Slouching against a wall, she mimicked some lads, hoping to blend in. As she headed toward the busier part of town, she kept a wary eye out for any sign of her daughter or Jonathan. Rebekah patted the horse and whispered a prayer.

Grabbing an apple from her purchases, she took a few bites hoping to settle her stomach. It didn’t help much. Giving the rest to the mare, its soft lips tickled her palm. Her mouth almost turned up into a smile. Yet, without Sarah, the world lacked all joy.

Heading toward the busier part of town, she moved into the crowd that briskly passed around her. Each glance in Rebekah’s direction made her hands tremble.

Her breath caught as a caravan of wagons came down the main road. She leaned forward, straining to catch sight of Sarah or Rosewud, the weasel who had her daughter.

Jonathan should be on his way back from Mestelina. Jon fought, doing right. Could she?

Grant me courage, J’shua.

Cautiously, she walked the horse forward. She squeezed her hands tight to still them. Her fingernails dug into her palms. Within a cage packed with bone-weary children, she eyed one with blonde hair. It was Sarah—her little knight.
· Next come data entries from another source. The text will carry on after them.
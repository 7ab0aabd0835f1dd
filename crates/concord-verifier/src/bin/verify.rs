//! Concord Body Verifier CLI
//!
//! Compares an actual body against an expected body and a set of matching
//! rules, printing every mismatch with a diff.
//!
//! Usage:
//!   concord-verify --expected expected.json --actual actual.json [OPTIONS]
//!
//! Exit codes:
//! - 0: the bodies match
//! - 1: mismatches were found
//! - 2: invalid input (unreadable files, bad rules, rules not valid for the
//!   specification version)

use anyhow::Context;
use clap::{Parser, ValueEnum};
use concord_matching::{
    Body, BodyItemMatchResult, BodyMatchResult, ContentMatcherRegistry, ContentType, MatchingContext,
    MatchingRuleCategory, SpecVersion,
};
use concord_verifier::{
    InteractionSummary, LoggingReporter, PactSource, PactSummary, TestResult, TestResultAccumulator, VerifierConfig,
};
use std::path::{Path, PathBuf};
use std::sync::Arc;
use tracing_subscriber::EnvFilter;

// ANSI color codes
const GREEN: &str = "\x1b[32m";
const RED: &str = "\x1b[31m";
const YELLOW: &str = "\x1b[33m";
const CYAN: &str = "\x1b[36m";
const BOLD: &str = "\x1b[1m";
const DIM: &str = "\x1b[2m";
const RESET: &str = "\x1b[0m";

const EXIT_MISMATCH: i32 = 1;
const EXIT_INVALID_INPUT: i32 = 2;

#[derive(Debug, Clone, Copy, PartialEq, Eq, ValueEnum)]
enum OutputFormat {
    Text,
    Json,
}

/// Concord Body Verifier - check a body against a contract
#[derive(Parser, Debug)]
#[command(name = "concord-verify")]
#[command(author, version, about, long_about = None)]
struct Args {
    /// File holding the expected body
    #[arg(short, long)]
    expected: PathBuf,

    /// File holding the actual body
    #[arg(short, long)]
    actual: PathBuf,

    /// JSON file of matching rules keyed by path expression
    #[arg(short, long)]
    rules: Option<PathBuf>,

    /// Content type of both bodies
    #[arg(long, default_value = "application/json")]
    content_type: String,

    /// Allow keys in the actual body that the expected body does not have
    #[arg(long, num_args = 0..=1, default_missing_value = "true")]
    allow_unexpected_keys: Option<bool>,

    /// Specification version the rules are validated against
    #[arg(long)]
    spec_version: Option<SpecVersion>,

    /// YAML verifier configuration
    #[arg(short, long, env = "CONCORD_VERIFIER_CONFIG")]
    config: Option<PathBuf>,

    /// Output format
    #[arg(short, long, value_enum, default_value = "text")]
    format: OutputFormat,

    /// Consumer name used when publishing results
    #[arg(long, default_value = "consumer")]
    consumer: String,

    /// Provider name used when publishing results
    #[arg(long, default_value = "provider")]
    provider: String,

    /// Verbose output
    #[arg(short, long)]
    verbose: bool,
}

fn main() {
    let args = Args::parse();
    init_tracing(args.verbose);

    let config = match load_config(&args) {
        Ok(config) => config,
        Err(e) => {
            eprintln!("{RED}Error:{RESET} {e:#}");
            std::process::exit(EXIT_INVALID_INPUT);
        }
    };

    let (expected, actual, rules) = match load_inputs(&args) {
        Ok(inputs) => inputs,
        Err(e) => {
            eprintln!("{RED}Error:{RESET} {e:#}");
            std::process::exit(EXIT_INVALID_INPUT);
        }
    };

    let spec_version = config.matching.spec_version;
    let errors = rules.validate_for_version(spec_version);
    if !errors.is_empty() {
        eprintln!("{RED}{BOLD}Invalid matching rules for specification {spec_version}:{RESET}");
        for error in &errors {
            eprintln!("  {RED}✗{RESET} {error}");
        }
        std::process::exit(EXIT_INVALID_INPUT);
    }

    let context = MatchingContext::new(rules, config.matching.allow_unexpected_keys);
    let registry = ContentMatcherRegistry::with_defaults();
    let result = registry.match_body(&expected, &actual, &context);

    match args.format {
        OutputFormat::Text => print_text(&args, &result),
        OutputFormat::Json => match render_json(&result) {
            Ok(json) => println!("{json}"),
            Err(e) => {
                eprintln!("{RED}Error:{RESET} {e}");
                std::process::exit(EXIT_INVALID_INPUT);
            }
        },
    }

    if config.publish_results {
        publish(&args, &config, &result);
    }

    if !result.matched() {
        std::process::exit(EXIT_MISMATCH);
    }
}

fn init_tracing(verbose: bool) {
    let default_level = if verbose { "debug" } else { "warn" };
    tracing_subscriber::fmt()
        .with_env_filter(EnvFilter::try_from_default_env().unwrap_or_else(|_| EnvFilter::new(default_level)))
        .with_writer(std::io::stderr)
        .init();
}

fn load_config(args: &Args) -> anyhow::Result<VerifierConfig> {
    let mut config = match &args.config {
        Some(path) => VerifierConfig::from_file(path)
            .with_context(|| format!("Failed to load configuration from {}", path.display()))?,
        None => VerifierConfig::default(),
    };
    config.apply_env()?;

    // Command line wins over file and environment
    if let Some(allow) = args.allow_unexpected_keys {
        config.matching.allow_unexpected_keys = allow;
    }
    if let Some(spec_version) = args.spec_version {
        config.matching.spec_version = spec_version;
    }
    Ok(config)
}

fn read_body(path: &Path, content_type: &ContentType) -> anyhow::Result<Body> {
    let bytes = std::fs::read(path).with_context(|| format!("Failed to read body from {}", path.display()))?;
    Ok(Body::present(bytes, Some(content_type.clone())))
}

fn load_inputs(args: &Args) -> anyhow::Result<(Body, Body, MatchingRuleCategory)> {
    let content_type: ContentType = args
        .content_type
        .parse()
        .with_context(|| format!("Invalid --content-type '{}'", args.content_type))?;
    let expected = read_body(&args.expected, &content_type)?;
    let actual = read_body(&args.actual, &content_type)?;

    let rules = match &args.rules {
        Some(path) => {
            let contents = std::fs::read_to_string(path)
                .with_context(|| format!("Failed to read rules from {}", path.display()))?;
            let value: serde_json::Value = serde_json::from_str(&contents)
                .with_context(|| format!("Rules file {} is not valid JSON", path.display()))?;
            MatchingRuleCategory::from_json("body", &value)
                .with_context(|| format!("Invalid matching rules in {}", path.display()))?
        }
        None => MatchingRuleCategory::body(),
    };
    Ok((expected, actual, rules))
}

fn print_text(args: &Args, result: &BodyMatchResult) {
    println!("{BOLD}{CYAN}Concord Body Verifier{RESET}");
    println!("{DIM}━━━━━━━━━━━━━━━━━━━━━━━━━━━━━━━━━━━━━━━━━━━━━━━━━━━━{RESET}");
    println!("{DIM}Expected:{RESET} {CYAN}{}{RESET}", args.expected.display());
    println!("{DIM}Actual:{RESET}   {CYAN}{}{RESET}\n", args.actual.display());

    if result.matched() {
        println!("{GREEN}{BOLD}✓ Bodies match{RESET}");
        return;
    }

    if let Some(mismatch) = &result.type_mismatch {
        println!("{RED}✗{RESET} {BOLD}{}{RESET}", mismatch.path);
        println!("    {}", mismatch.message);
    }

    for item in result.failures() {
        println!("{RED}✗{RESET} {BOLD}{}{RESET}", item.key);
        for mismatch in &item.result {
            println!("    {}", mismatch.message);
            if args.verbose {
                if let Some(diff) = &mismatch.diff {
                    print_diff(diff);
                }
            }
        }
    }

    println!(
        "\n{RED}{BOLD}{} mismatch(es){RESET} {DIM}across{RESET} {YELLOW}{}{RESET} {DIM}path(s){RESET}",
        result.mismatch_count(),
        result.failures().count() + usize::from(result.type_mismatch.is_some())
    );
}

fn print_diff(diff: &str) {
    for line in diff.lines() {
        match line.chars().next() {
            Some('-') => println!("      {RED}{line}{RESET}"),
            Some('+') => println!("      {GREEN}{line}{RESET}"),
            _ => println!("      {DIM}{line}{RESET}"),
        }
    }
}

/// Failed paths as `[{path, mismatches: [...]}]`.
fn render_json(result: &BodyMatchResult) -> serde_json::Result<String> {
    let mut items: Vec<BodyItemMatchResult> = result
        .type_mismatch
        .iter()
        .map(|mismatch| BodyItemMatchResult::new(mismatch.path.clone(), vec![mismatch.clone()]))
        .collect();
    items.extend(result.failures().cloned());
    serde_json::to_string_pretty(&items)
}

fn publish(args: &Args, config: &VerifierConfig, result: &BodyMatchResult) {
    let description = args.expected.display().to_string();
    let interaction = InteractionSummary::new(description.clone()).with_id(description.clone());
    let pact = PactSummary::new(&args.consumer, &args.provider).with_interaction(interaction.clone());
    let accumulator = TestResultAccumulator::new(Arc::new(LoggingReporter), config.clone());

    let test_result = TestResult::from_body_result(&description, result);
    let source = PactSource::File(args.expected.clone());
    if let Err(errors) = accumulator.update_test_result(&pact, &interaction, test_result, &source) {
        eprintln!("{YELLOW}Warning:{RESET} failed to publish verification results");
        for error in errors {
            eprintln!("  {error}");
        }
    }
}
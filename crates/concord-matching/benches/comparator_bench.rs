use concord_matching::{
    Body, ContentMatcherRegistry, DocPath, JsonContentMatcher, MatchingContext, MatchingRule, MatchingRuleCategory,
};
use criterion::{black_box, criterion_group, criterion_main, BenchmarkId, Criterion, Throughput};
use serde_json::{json, Value};

fn create_order(id: usize, items: usize) -> Value {
    json!({
        "id": id,
        "customer": {"name": format!("customer-{id}"), "email": format!("c{id}@example.com")},
        "created": "2024-05-01T10:15:30Z",
        "items": (0..items)
            .map(|i| json!({"sku": format!("SKU-{i:05}"), "quantity": i % 7 + 1, "price": 9.99}))
            .collect::<Vec<_>>(),
    })
}

fn order_rules() -> MatchingRuleCategory {
    let mut rules = MatchingRuleCategory::body();
    rules.add_rule("$.id", MatchingRule::Integer).unwrap();
    rules.add_rule("$.customer.email", MatchingRule::regex(r"[^@]+@[^@]+").unwrap()).unwrap();
    rules.add_rule("$.created", MatchingRule::Timestamp(None)).unwrap();
    rules.add_rule("$.items", MatchingRule::min(1)).unwrap();
    rules.add_rule("$.items[*].sku", MatchingRule::regex(r"SKU-\d{5}").unwrap()).unwrap();
    rules.add_rule("$.items[*].quantity", MatchingRule::Integer).unwrap();
    rules
}

fn bench_compare(c: &mut Criterion) {
    let mut group = c.benchmark_group("compare");

    // Test with different list sizes
    for item_count in [1, 10, 100, 1000].iter() {
        let expected = create_order(1, 1);
        let actual = create_order(42, *item_count);

        let equality = MatchingContext::new(MatchingRuleCategory::body(), true);
        let with_rules = MatchingContext::new(order_rules(), true);

        group.throughput(Throughput::Elements(*item_count as u64));
        group.bench_with_input(BenchmarkId::new("no_rules", item_count), item_count, |b, _| {
            b.iter(|| {
                JsonContentMatcher::compare(
                    black_box(&DocPath::root()),
                    black_box(&expected),
                    black_box(&actual),
                    black_box(&equality),
                )
            });
        });

        group.bench_with_input(BenchmarkId::new("with_rules", item_count), item_count, |b, _| {
            b.iter(|| {
                JsonContentMatcher::compare(
                    black_box(&DocPath::root()),
                    black_box(&expected),
                    black_box(&actual),
                    black_box(&with_rules),
                )
            });
        });
    }

    group.finish();
}

fn bench_rule_lookup(c: &mut Criterion) {
    let mut group = c.benchmark_group("rule_lookup");

    // Test lookup cost as the rule set grows
    for rule_count in [10, 100, 500].iter() {
        let mut rules = MatchingRuleCategory::body();
        for i in 0..*rule_count {
            rules.add_rule(&format!("$.field{i}"), MatchingRule::Type).unwrap();
        }
        rules.add_rule("$.items[*].sku", MatchingRule::Type).unwrap();
        let context = MatchingContext::new(rules, true);
        let path = DocPath::root().join("items").join_index(3).join("sku");

        group.bench_with_input(BenchmarkId::new("select_best_matcher", rule_count), rule_count, |b, _| {
            b.iter(|| context.select_best_matcher(black_box(&path)));
        });
    }

    group.finish();
}

fn bench_registry(c: &mut Criterion) {
    let registry = ContentMatcherRegistry::with_defaults();
    let context = MatchingContext::new(order_rules(), true);
    let expected = Body::json(&create_order(1, 1));
    let actual = Body::json(&create_order(7, 50));

    c.bench_function("registry_match_body", |b| {
        b.iter(|| registry.match_body(black_box(&expected), black_box(&actual), black_box(&context)));
    });
}

criterion_group!(benches, bench_compare, bench_rule_lookup, bench_registry);
criterion_main!(benches);
//! Matcher algebra: one evaluation arm per [`MatchingRule`] variant.
//!
//! Evaluation is value-level only. Container rules (`Values`, `EachKey`,
//! `EachValue`, `ArrayContains`) drive the traversal in [`crate::json`] and
//! contribute nothing here unless they meet a value of the wrong shape.
//!
//! Scalar-kind rules such as regex or integer are not applicable to a
//! container; they reach its leaves by cascading instead.

mod equality;
mod number;
mod string;
pub mod temporal;

use crate::mismatch::Mismatch;
use crate::path::DocPath;
use crate::render::value_of;
use crate::rules::{MatchingRule, RuleGroup, RuleLogic};
use serde_json::Value;

fn is_container(value: &Value) -> bool {
    matches!(value, Value::Object(_) | Value::Array(_))
}

/// Evaluate a rule group. `And` reports every failure; `Or` passes as soon
/// as one rule passes and otherwise reports every failure.
pub fn match_group(path: &DocPath, group: &RuleGroup, expected: &Value, actual: &Value) -> Vec<Mismatch> {
    match group.logic {
        RuleLogic::And => group
            .rules
            .iter()
            .flat_map(|rule| match_rule(path, rule, expected, actual, group.cascaded))
            .collect(),
        RuleLogic::Or => {
            let mut mismatches = Vec::new();
            for rule in &group.rules {
                let result = match_rule(path, rule, expected, actual, group.cascaded);
                if result.is_empty() {
                    return Vec::new();
                }
                mismatches.extend(result);
            }
            mismatches
        }
    }
}

/// Evaluate one rule at `path`. `cascaded` is set when the rule was
/// inherited from an ancestor path.
pub fn match_rule(
    path: &DocPath,
    rule: &MatchingRule,
    expected: &Value,
    actual: &Value,
    cascaded: bool,
) -> Vec<Mismatch> {
    let at_container = is_container(expected) && is_container(actual);
    let mismatch = match rule {
        MatchingRule::Equality if at_container => None,
        MatchingRule::Equality => equality::equality(path, expected, actual),
        MatchingRule::Type => equality::same_type(path, expected, actual),
        MatchingRule::MinMaxType { min, max } => equality::same_type(path, expected, actual).or_else(|| {
            if cascaded {
                None
            } else {
                equality::size_bounds(path, actual, *min, *max)
            }
        }),
        MatchingRule::Null => equality::null(path, actual),
        MatchingRule::NotEmpty => equality::not_empty(path, actual),
        _ if at_container && !rule.is_container_rule() => None,
        MatchingRule::Regex(pattern) => string::regex(path, pattern, actual),
        MatchingRule::Include(substring) => string::include(path, substring, actual),
        MatchingRule::Number => number::number(path, actual),
        MatchingRule::Integer => number::integer(path, actual),
        MatchingRule::Decimal => number::decimal(path, actual),
        MatchingRule::Boolean => number::boolean(path, actual),
        MatchingRule::Date(format) => temporal::date(path, format.as_deref(), actual),
        MatchingRule::Time(format) => temporal::time(path, format.as_deref(), actual),
        MatchingRule::Timestamp(format) => temporal::timestamp(path, format.as_deref(), actual),
        MatchingRule::Values
        | MatchingRule::EachKey(_)
        | MatchingRule::EachValue(_)
        | MatchingRule::ArrayContains(_) => {
            if at_container && shape_supported(rule, actual) {
                None
            } else {
                Some(
                    Mismatch::new(
                        path.to_string(),
                        format!("{} can only be applied to a Map or List, got {}", rule.name(), value_of(actual)),
                    )
                    .with_values(expected, actual),
                )
            }
        }
    };
    mismatch.into_iter().collect()
}

/// Container rules that only make sense for one container shape.
fn shape_supported(rule: &MatchingRule, actual: &Value) -> bool {
    match rule {
        MatchingRule::EachKey(_) => actual.is_object(),
        MatchingRule::ArrayContains(_) => actual.is_array(),
        _ => true,
    }
}

#[cfg(test)]
mod tests {
    use super::*;
    use serde_json::json;

    fn root() -> DocPath {
        DocPath::root().join("a")
    }

    #[test]
    fn test_and_group_reports_all_failures() {
        let group = RuleGroup::and(vec![MatchingRule::Integer, MatchingRule::Include("x".to_string())]);
        let mismatches = match_group(&root(), &group, &json!(1), &json!("abc"));
        assert_eq!(mismatches.len(), 2);
    }

    #[test]
    fn test_or_group_passes_on_any_rule() {
        let group = RuleGroup::or(vec![MatchingRule::Integer, MatchingRule::Null]);
        assert!(match_group(&root(), &group, &json!(1), &Value::Null).is_empty());
        assert!(match_group(&root(), &group, &json!(1), &json!(5)).is_empty());
        assert_eq!(match_group(&root(), &group, &json!(1), &json!("x")).len(), 2);
    }

    #[test]
    fn test_equality_not_applied_at_containers() {
        let result = match_rule(&root(), &MatchingRule::Equality, &json!([1]), &json!([2]), false);
        assert!(result.is_empty());
        let result = match_rule(&root(), &MatchingRule::Equality, &json!(1), &json!(2), false);
        assert_eq!(result[0].message, "Expected 2 (Integer) to be equal to 1 (Integer)");
    }

    #[test]
    fn test_scalar_rules_skip_containers() {
        let pattern = MatchingRule::regex("\\d+").unwrap();
        assert!(match_rule(&root(), &pattern, &json!(["1"]), &json!(["x"]), false).is_empty());
        assert_eq!(match_rule(&root(), &pattern, &json!("1"), &json!("x"), false).len(), 1);
    }

    #[test]
    fn test_container_rule_on_scalar() {
        let rule = MatchingRule::each_value(vec![MatchingRule::Type]);
        let result = match_rule(&root(), &rule, &json!([1]), &json!(5), false);
        assert_eq!(result[0].message, "each-value can only be applied to a Map or List, got 5");

        let each_key = MatchingRule::each_key(vec![]);
        let result = match_rule(&root(), &each_key, &json!({}), &json!([]), false);
        assert_eq!(result.len(), 1);
        assert!(match_rule(&root(), &each_key, &json!({}), &json!({}), false).is_empty());
    }

    #[test]
    fn test_min_max_only_applies_directly() {
        let rule = MatchingRule::MinMaxType {
            min: Some(2),
            max: None,
        };
        let result = match_rule(&root(), &rule, &json!([1]), &json!([1]), false);
        assert_eq!(result[0].message, "Expected [1] (size 1) to have minimum size 2");
        assert!(match_rule(&root(), &rule, &json!([1]), &json!([1]), true).is_empty());
    }
}
//! Publishing of verification results.

use crate::pact::PactSummary;
use crate::result::TestResult;
use chrono::Utc;
use tracing::{info, warn};

/// Publishes the final result of verifying a pact.
pub trait VerificationReporter: Send + Sync {
    /// Report `result` for `pact`. Returns `Ok(true)` when the result was
    /// published, or the errors the publisher ran into.
    fn report_results(
        &self,
        pact: &PactSummary,
        result: &TestResult,
        provider_version: &str,
        tags: &[String],
        branch: Option<&str>,
    ) -> Result<bool, Vec<String>>;
}

/// Writes verification results to the log.
#[derive(Debug, Clone, Copy, Default)]
pub struct LoggingReporter;

impl VerificationReporter for LoggingReporter {
    fn report_results(
        &self,
        pact: &PactSummary,
        result: &TestResult,
        provider_version: &str,
        tags: &[String],
        branch: Option<&str>,
    ) -> Result<bool, Vec<String>> {
        let verified_at = Utc::now().to_rfc3339();
        match result {
            TestResult::Ok { interaction_ids } => info!(
                consumer = %pact.consumer,
                provider = %pact.provider,
                provider_version,
                ?tags,
                ?branch,
                %verified_at,
                "Verification passed for {} interaction(s)",
                interaction_ids.len()
            ),
            TestResult::Failed { failures, .. } => {
                warn!(
                    consumer = %pact.consumer,
                    provider = %pact.provider,
                    provider_version,
                    ?tags,
                    ?branch,
                    %verified_at,
                    "Verification failed: {}",
                    result.description()
                );
                for failure in failures {
                    warn!(
                        "    {} {}: {}",
                        failure.interaction_id.as_deref().unwrap_or("-"),
                        failure.path,
                        failure.message
                    );
                }
            }
        }
        Ok(true)
    }
}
Her anger was a whetstone, sharpening her senses. She watched as the wagons departed, confiscated livestock trailing behind. The cage cart remained unattended as the weasel went into the Sapphire.

Rebekah walked the horse toward Sarah. She was about to reach for the cage door when two soldiers ambled toward the cart bearing the green dragon crest on their tabards. Each carried a club. The poorly trained militet were as captive as the children in the cart. Rosewud must have rented them.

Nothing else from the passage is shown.